● **BRIEF**:
Show every line below where "Cover" can be found.

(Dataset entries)
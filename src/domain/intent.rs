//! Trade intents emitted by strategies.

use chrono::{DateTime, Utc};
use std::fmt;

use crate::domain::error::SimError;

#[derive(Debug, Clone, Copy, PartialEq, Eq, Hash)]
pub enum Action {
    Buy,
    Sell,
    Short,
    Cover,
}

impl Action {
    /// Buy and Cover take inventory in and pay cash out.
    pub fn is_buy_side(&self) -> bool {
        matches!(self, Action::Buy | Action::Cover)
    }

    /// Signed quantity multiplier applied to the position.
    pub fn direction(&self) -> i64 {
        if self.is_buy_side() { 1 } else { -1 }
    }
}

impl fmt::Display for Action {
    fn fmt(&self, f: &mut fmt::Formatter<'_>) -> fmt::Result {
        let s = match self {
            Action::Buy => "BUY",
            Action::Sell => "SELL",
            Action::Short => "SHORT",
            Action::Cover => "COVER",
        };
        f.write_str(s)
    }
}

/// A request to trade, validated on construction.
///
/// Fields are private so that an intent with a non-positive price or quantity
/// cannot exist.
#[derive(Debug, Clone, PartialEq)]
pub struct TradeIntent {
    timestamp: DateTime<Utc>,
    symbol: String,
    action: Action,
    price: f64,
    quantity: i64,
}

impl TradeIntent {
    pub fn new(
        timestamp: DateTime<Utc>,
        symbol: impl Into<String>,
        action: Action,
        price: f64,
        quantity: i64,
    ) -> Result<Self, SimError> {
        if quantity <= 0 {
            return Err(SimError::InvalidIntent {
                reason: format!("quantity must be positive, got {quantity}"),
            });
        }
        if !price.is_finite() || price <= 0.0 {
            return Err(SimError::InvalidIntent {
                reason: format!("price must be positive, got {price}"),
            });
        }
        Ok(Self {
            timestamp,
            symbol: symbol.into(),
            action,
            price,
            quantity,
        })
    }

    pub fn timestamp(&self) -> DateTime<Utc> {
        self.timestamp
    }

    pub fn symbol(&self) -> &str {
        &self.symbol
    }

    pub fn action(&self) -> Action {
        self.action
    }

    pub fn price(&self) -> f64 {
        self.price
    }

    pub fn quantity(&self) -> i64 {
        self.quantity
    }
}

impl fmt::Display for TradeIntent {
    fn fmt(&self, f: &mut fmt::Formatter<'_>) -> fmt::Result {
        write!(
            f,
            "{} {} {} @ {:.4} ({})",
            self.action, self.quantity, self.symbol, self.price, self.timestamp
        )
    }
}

● **RESPONSE FOR THIS EXERCISE**:
    Cover,
    /// Buy and Cover take inventory in and pay cash out.
        matches!(self, Action::Buy | Action::Cover)
            Action::Cover => "COVER",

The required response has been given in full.